Quant à l’action fort malpropre, mais nullement déshonorante du chiffonnier, lorsqu’il ramasse avec les dents le louis que M. de Camors a laissé rouler au. ruisseau, elle s’explique fort naturellement, et je ne vois pas qu’elle calomnie en rien la fierté que les principes de 89 ont pu faire naître chez notre nation. Si la révolution française avait développé les sentimens nobles au degré où le critique auquel nous soumettons ces observations croit qu’elle les a développés, il est une foule d’institutions dont nous pourrions dégrever notre budget. On trouve bien sous l’empire de ces sentimens des gens capables d’actions criminelles, comment donc ne trouverait-on pas des gens capables d’actions basses ou simplement malpropres? D’ailleurs le chiffonnier de M. Feuillet, tout en commettant cette action, ne démérite pas de son titre de fils de la révolution, car il affirme sa qualité d’homme libre par le regard de colère qu’il lance à son singulier bienfaiteur et par la vigueur du soufflet qu’il lui applique sur son invitation.

Toute la partie intermédiaire du roman, depuis la visite de M. de Camors au château du général de Campvallon jusqu’à la scène de l’orage, présente une suite de tableaux d’un coloris doux et gai, d’esquisses enlevées avec une vivacité spirituelle, et de sentimens d’un caractère moyen qui ne dépassent pas la portée de cet honnête attendrissement dont M. Feuillet nous a si souvent fait comprendre la douceur. Rien dans ces scènes ne fait prévoir le caractère violent et sombre de la dernière partie du roman, qui acquiert ainsi, grâce à l’habileté avec laquelle M. Feuillet a dérouté son lecteur, toute la puissance de l’imprévu. Je ne saurais mieux comparer l’émotion que l’on éprouve en passant de la seconde à la troisième partie du récit qu’à la surprise qui nous saisit lorsque, après nous être promenés dans un parc à travers les allées d’un méandre fleuri que nous supposions devoir nous conduire à un élysée, nous nous sommes brusquement trouvés en face des horreurs d’une Forêt-Noire. Nul ne peut deviner que cette marquise de Campvallon, que nous voyons apparaître avec une franchise si noble, renferme un monstre. Nul ne peut soupçonner que cette charmante Marie de Tècle, que nous voyons rose encore au bouton, est destinée à s’épanouir et à s’effeuiller sous les rafales meurtrières qui l’attendent.

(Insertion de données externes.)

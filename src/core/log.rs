use tracing::level_filters::LevelFilter;
use tracing_subscriber::{
    EnvFilter, filter::Targets, fmt, prelude::__tracing_subscriber_SubscriberExt,
    util::SubscriberInitExt,
};

/// Installs the global subscriber.
///
/// `RUST_LOG` takes precedence; otherwise `verbose` enables debug output for
/// this crate and warnings for everything else.
pub fn init_logging(verbose: bool) {
    let (crate_level, default_directive) = if verbose {
        (LevelFilter::DEBUG, "debug")
    } else {
        (LevelFilter::WARN, "warn")
    };
    let crate_filter = Targets::new()
        .with_target("fundme", crate_level)
        .with_default(LevelFilter::WARN);
    let env_filter =
        EnvFilter::try_from_default_env().unwrap_or_else(|_| EnvFilter::new(default_directive));

    tracing_subscriber::registry()
        .with(fmt::layer().compact().without_time().with_writer(std::io::stderr))
        .with(crate_filter)
        .with(env_filter)
        .init();
}
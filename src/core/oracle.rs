//! Price oracle abstractions and the USD conversion used by the ledger.

use crate::core::units::{self, Fixed};
use anyhow::Result;
use async_trait::async_trait;
use chrono::{Duration, Utc};
use serde::{Deserialize, Serialize};
use std::sync::Arc;
use thiserror::Error;
use tracing::{debug, instrument};

/// One round reported by an aggregator feed.
#[derive(Debug, Clone, Copy, PartialEq, Eq, Serialize, Deserialize)]
pub struct RoundData {
    pub round_id: u128,
    pub answer: i128,
    pub started_at: i64,
    pub updated_at: i64,
    pub answered_in_round: u128,
}

/// Source of native/USD price rounds.
#[async_trait]
pub trait PriceFeed: Send + Sync {
    async fn latest_round_data(&self) -> Result<RoundData>;
    async fn decimals(&self) -> Result<u8>;
    async fn description(&self) -> Result<String>;
    async fn version(&self) -> Result<u64>;
}

/// A validated price: USD per native unit.
pub type Price = units::Fixed;

#[derive(Debug, Error, Clone, PartialEq, Eq)]
pub enum OracleError {
    #[error("price feed unavailable: {0}")]
    Unavailable(String),
    #[error("price feed returned a non-positive answer: {0}")]
    InvalidAnswer(i128),
    #[error("price feed reports {0} decimals, more than a 128-bit value can hold")]
    InvalidDecimals(u8),
    #[error("price feed round {0} is incomplete")]
    IncompleteRound(u128),
    #[error("price feed answer is stale: updated {age_secs}s ago, limit {max_age_secs}s")]
    Stale { age_secs: i64, max_age_secs: i64 },
    #[error("USD conversion overflowed")]
    Overflow,
}

/// Wraps a [`PriceFeed`] and validates what it reports.
#[derive(Clone)]
pub struct PriceOracle {
    feed: Arc<dyn PriceFeed>,
    max_age: Option<Duration>,
}

impl PriceOracle {
    pub fn new(feed: Arc<dyn PriceFeed>) -> Self {
        Self {
            feed,
            max_age: None,
        }
    }

    /// Rejects rounds whose `updated_at` is older than `max_age`.
    pub fn with_max_age(mut self, max_age: Duration) -> Self {
        self.max_age = Some(max_age);
        self
    }

    pub fn feed(&self) -> &Arc<dyn PriceFeed> {
        &self.feed
    }

    /// Returns the latest price and its decimal precision.
    #[instrument(name = "OracleGetPrice", skip(self))]
    pub async fn get_price(&self) -> Result<Price, OracleError> {
        let round = self
            .feed
            .latest_round_data()
            .await
            .map_err(|e| OracleError::Unavailable(format!("{e:#}")))?;
        let decimals = self
            .feed
            .decimals()
            .await
            .map_err(|e| OracleError::Unavailable(format!("{e:#}")))?;

        if units::pow10(decimals).is_none() {
            return Err(OracleError::InvalidDecimals(decimals));
        }
        if round.answer <= 0 {
            return Err(OracleError::InvalidAnswer(round.answer));
        }
        if round.updated_at == 0 {
            return Err(OracleError::IncompleteRound(round.round_id));
        }
        if let Some(max_age) = self.max_age {
            let age = Utc::now().timestamp() - round.updated_at;
            if age > max_age.num_seconds() {
                return Err(OracleError::Stale {
                    age_secs: age,
                    max_age_secs: max_age.num_seconds(),
                });
            }
        }

        let price = Price {
            value: round.answer as u128,
            decimals,
        };
        debug!(round_id = round.round_id, %price, "Fetched price");
        Ok(price)
    }

    /// Converts a native amount to USD at the current price.
    ///
    /// The result has the precision of the price (`Price::decimals`).
    pub async fn to_usd(&self, amount: u128, native_decimals: u8) -> Result<Fixed, OracleError> {
        let price = self.get_price().await?;
        let value =
            units::convert(amount, native_decimals, price.value).ok_or(OracleError::Overflow)?;
        Ok(Fixed {
            value,
            decimals: price.decimals,
        })
    }
}
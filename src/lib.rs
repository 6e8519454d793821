pub mod chain;
pub mod cli;
pub mod core;
pub mod deploy;
pub mod providers;
pub mod store;

use crate::chain::LocalChain;
use crate::core::config::AppConfig;
use crate::store::KeyValueStore;
use anyhow::Result;
use tracing::{debug, info};

pub enum AppCommand {
    Accounts,
    Deploy { tags: Vec<String>, reset: bool },
    Fund { from: String, amount: String },
    Withdraw { from: String },
    Balance { account: Option<String> },
    Funders,
    Price,
    SetPrice { answer: i128 },
    Info,
}

fn load_config(config_path: Option<&str>) -> Result<AppConfig> {
    let config = match config_path {
        Some(path) => AppConfig::load_from_path(path)?,
        None => AppConfig::load()?,
    };
    debug!("Loaded config: {config:#?}");
    Ok(config)
}

/// Loads the chain for `network`, runs `command` against it and saves the result.
pub async fn run_command(
    command: AppCommand,
    config_path: Option<&str>,
    network: Option<&str>,
) -> Result<()> {
    let config = load_config(config_path)?;
    let network = network.unwrap_or(&config.network).to_string();
    let store = KeyValueStore::open(config.data_path()?)?;

    if matches!(command, AppCommand::Deploy { reset: true, .. }) {
        info!(%network, "Discarding saved chain state");
        store.reset_chain(&network)?;
    }
    let chain = match store.load_chain(&network)? {
        Some(snapshot) => LocalChain::restore(&config, snapshot)?,
        None => {
            info!(%network, "Starting a fresh local chain");
            LocalChain::new(&config, &network).await?
        }
    };

    let result = match command {
        AppCommand::Accounts => cli::accounts::run(&chain).await,
        AppCommand::Deploy { tags, .. } => cli::deploy::run(&chain, &tags).await,
        AppCommand::Fund { from, amount } => cli::fund::fund(&chain, &from, &amount).await,
        AppCommand::Withdraw { from } => cli::fund::withdraw(&chain, &from).await,
        AppCommand::Balance { account } => cli::query::balance(&chain, account.as_deref()).await,
        AppCommand::Funders => cli::query::funders(&chain).await,
        AppCommand::Price => cli::query::price(&chain).await,
        AppCommand::SetPrice { answer } => cli::query::set_price(&chain, answer).await,
        AppCommand::Info => cli::query::info(&chain).await,
    };

    // Failed transactions leave no trace, so state is saved either way.
    store.save_chain(&chain.snapshot().await)?;
    result
}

Toute l’attention du lecteur se porte sur Mme de Tècle : c’est elle qu’il désigne comme l’héroïne du roman, elle dont il se dispose à contempler les combats et la vertueuse vaillance ; mais subitement un coup de tonnerre retentit, et le roman, — pareil à ces journées d’été dont le milieu suspend les inquiétudes que donnait leur aurore et qui finissent par l’orage redouté, — après nous avoir promenés sournoisement sous une douce lumière, tient brusquement les promesses de son début et se termine sous un astre sanglant.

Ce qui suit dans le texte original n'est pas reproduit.